About this exercise: Repeat the records. Match each character exactly.

=== Section Start ===

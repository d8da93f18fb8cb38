//! # herd
//!
//! **Herd** keeps a pool of worker processes alive and replaces them one at a
//! time on a restart signal, so the service never drops below one worker short
//! of full strength.
//!
//! ## Architecture
//! ```text
//!                      ┌─────────────────────────────────────────┐
//!  restart signal ───► │  Master loop (single task)              │
//!  SIGTERM/INT/QUIT ─► │  - WorkerRegistry (state = exit route)  │ ──► Bus ──► SubscriberSet
//!  MasterHandle ─────► │  - ReloadSession (one step in flight)   │             (LogWriter, ...)
//!                      │  - Timers (kill / alive check)          │
//!                      └──────┬──────────────────────▲───────────┘
//!                 fork / disconnect / destroy        │ ExitNotice
//!                             ▼                      │
//!                      ┌─────────────────────────────┴───────────┐
//!                      │  ProcessBackend (CommandBackend, ...)   │
//!                      └──────┬──────────────┬──────────────┬────┘
//!                             ▼              ▼              ▼
//!                         worker-1       worker-2       worker-N
//!                      (Handler::start) (Handler::start) ...
//! ```
//!
//! ### Rolling reload
//! ```text
//! snapshot = steady workers in spawn order
//! for W in snapshot:
//!   ├─ W: Steady → Draining, graceful kill (disconnect, destroy after T)
//!   ├─ W exits → spawn W' in Probation, arm alive check T
//!   │    ├─ alive check fires → W' promoted to Steady, next W
//!   │    └─ W' exits first   → ReloadAborted, stop the sequence
//! top off: spawn (size − live) fresh workers
//! ```
//!
//! ## Features
//! | Area              | Description                                             | Key types / traits                         |
//! |-------------------|---------------------------------------------------------|--------------------------------------------|
//! | **Entry point**   | Run either role from the same binary.                   | [`Herd`], [`HerdBuilder`]                  |
//! | **Control**       | Trigger reloads / shutdown, read events, tune settings. | [`MasterHandle`], [`Settings`]             |
//! | **Workers**       | Code that runs inside each worker process.              | [`Handler`], [`HandlerFn`]                 |
//! | **Processes**     | How workers are created, stopped and observed.          | [`ProcessBackend`], [`CommandBackend`]     |
//! | **Events**        | Everything the master does, as a stream.                | [`Event`], [`EventKind`], [`Subscribe`]    |
//! | **Errors**        | Typed errors for the master, reloads and workers.       | [`RuntimeError`], [`ReloadError`]          |
//!
//! ## Example
//! ```rust,no_run
//! use std::sync::Arc;
//! use tokio_util::sync::CancellationToken;
//! use herd::{Config, HandlerFn, Herd, LogWriter, Subscribe, WorkerError};
//!
//! #[tokio::main]
//! async fn main() -> Result<(), Box<dyn std::error::Error>> {
//!     let subs: Vec<Arc<dyn Subscribe>> = vec![Arc::new(LogWriter::new())];
//!
//!     let herd = Herd::builder(Config { size: 2, ..Config::default() })
//!         .with_subscribers(subs)
//!         .with_handler(HandlerFn::arc(|ctx: CancellationToken| async move {
//!             // serve until asked to stop
//!             ctx.cancelled().await;
//!             Ok::<_, WorkerError>(())
//!         }))
//!         .build();
//!
//!     herd.run().await?;
//!     Ok(())
//! }
//! ```

mod backend;
mod core;
mod error;
mod events;
mod handler;
mod subscribers;

// ---- Public re-exports ----

pub use backend::{
    CommandBackend, ExitNotice, ExitSender, ProcessBackend, Role, WORKER_ID_ENV, WorkerId,
};
pub use self::core::{
    Config, Herd, HerdBuilder, MasterHandle, ReloadAdmission, Settings, parse_signal,
    wait_for_shutdown_signal,
};
pub use error::{BackendError, ConfigError, ControlError, ReloadError, RuntimeError, WorkerError};
pub use events::{Bus, Event, EventKind};
pub use handler::{BoxHandlerFuture, Handler, HandlerFn, HandlerRef, NoopHandler};
pub use subscribers::{LogWriter, Subscribe, SubscriberSet};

=== Section End ===

Exercise result:
repository d8da93f18fb8cb38
//! # herd
//!
//! **Herd** keeps a pool of worker processes alive and replaces them one at a
//! time on a restart signal, so the service never drops below one worker short
//! of full strength.
//!
//! ## Architecture
//! ```text
//!                      ┌─────────────────────────────────────────┐
//!  restart signal ───► │  Master loop (single task)              │
//!  SIGTERM/INT/QUIT ─► │  - WorkerRegistry (state = exit route)  │ ──► Bus ──► SubscriberSet
//!  MasterHandle ─────► │  - ReloadSession (one step in flight)   │             (LogWriter, ...)
//!                      │  - Timers (kill / alive check)          │
//!                      └──────┬──────────────────────▲───────────┘
//!                 fork / disconnect / destroy        │ ExitNotice
//!                             ▼                      │
//!                      ┌─────────────────────────────┴───────────┐
//!                      │  ProcessBackend (CommandBackend, ...)   │
//!                      └──────┬──────────────┬──────────────┬────┘
//!                             ▼              ▼              ▼
//!                         worker-1       worker-2       worker-N
//!                      (Handler::start) (Handler::start) ...
//! ```
//!
//! ### Rolling reload
//! ```text
//! snapshot = steady workers in spawn order
//! for W in snapshot:
//!   ├─ W: Steady → Draining, graceful kill (disconnect, destroy after T)
//!   ├─ W exits → spawn W' in Probation, arm alive check T
//!   │    ├─ alive check fires → W' promoted to Steady, next W
//!   │    └─ W' exits first   → ReloadAborted, stop the sequence
//! top off: spawn (size − live) fresh workers
//! ```
//!
//! ## Features
//! | Area              | Description                                             | Key types / traits                         |
//! |-------------------|---------------------------------------------------------|--------------------------------------------|
//! | **Entry point**   | Run either role from the same binary.                   | [`Herd`], [`HerdBuilder`]                  |
//! | **Control**       | Trigger reloads / shutdown, read events, tune settings. | [`MasterHandle`], [`Settings`]             |
//! | **Workers**       | Code that runs inside each worker process.              | [`Handler`], [`HandlerFn`]                 |
//! | **Processes**     | How workers are created, stopped and observed.          | [`ProcessBackend`], [`CommandBackend`]     |
//! | **Events**        | Everything the master does, as a stream.                | [`Event`], [`EventKind`], [`Subscribe`]    |
//! | **Errors**        | Typed errors for the master, reloads and workers.       | [`RuntimeError`], [`ReloadError`]          |
//!
//! ## Example
//! ```rust,no_run
//! use std::sync::Arc;
//! use tokio_util::sync::CancellationToken;
//! use herd::{Config, HandlerFn, Herd, LogWriter, Subscribe, WorkerError};
//!
//! #[tokio::main]
//! async fn main() -> Result<(), Box<dyn std::error::Error>> {
//!     let subs: Vec<Arc<dyn Subscribe>> = vec![Arc::new(LogWriter::new())];
//!
//!     let herd = Herd::builder(Config { size: 2, ..Config::default() })
//!         .with_subscribers(subs)
//!         .with_handler(HandlerFn::arc(|ctx: CancellationToken| async move {
//!             // serve until asked to stop
//!             ctx.cancelled().await;
//!             Ok::<_, WorkerError>(())
//!         }))
//!         .build();
//!
//!     herd.run().await?;
//!     Ok(())
//! }
//! ```

mod backend;
mod core;
mod error;
mod events;
mod handler;
mod subscribers;

// ---- Public re-exports ----

pub use backend::{
    CommandBackend, ExitNotice, ExitSender, ProcessBackend, Role, WORKER_ID_ENV, WorkerId,
};
pub use self::core::{
    Config, Herd, HerdBuilder, MasterHandle, ReloadAdmission, Settings, parse_signal,
    wait_for_shutdown_signal,
};
pub use error::{BackendError, ConfigError, ControlError, ReloadError, RuntimeError, WorkerError};
pub use events::{Bus, Event, EventKind};
pub use handler::{BoxHandlerFuture, Handler, HandlerFn, HandlerRef, NoopHandler};
pub use subscribers::{LogWriter, Subscribe, SubscriberSet};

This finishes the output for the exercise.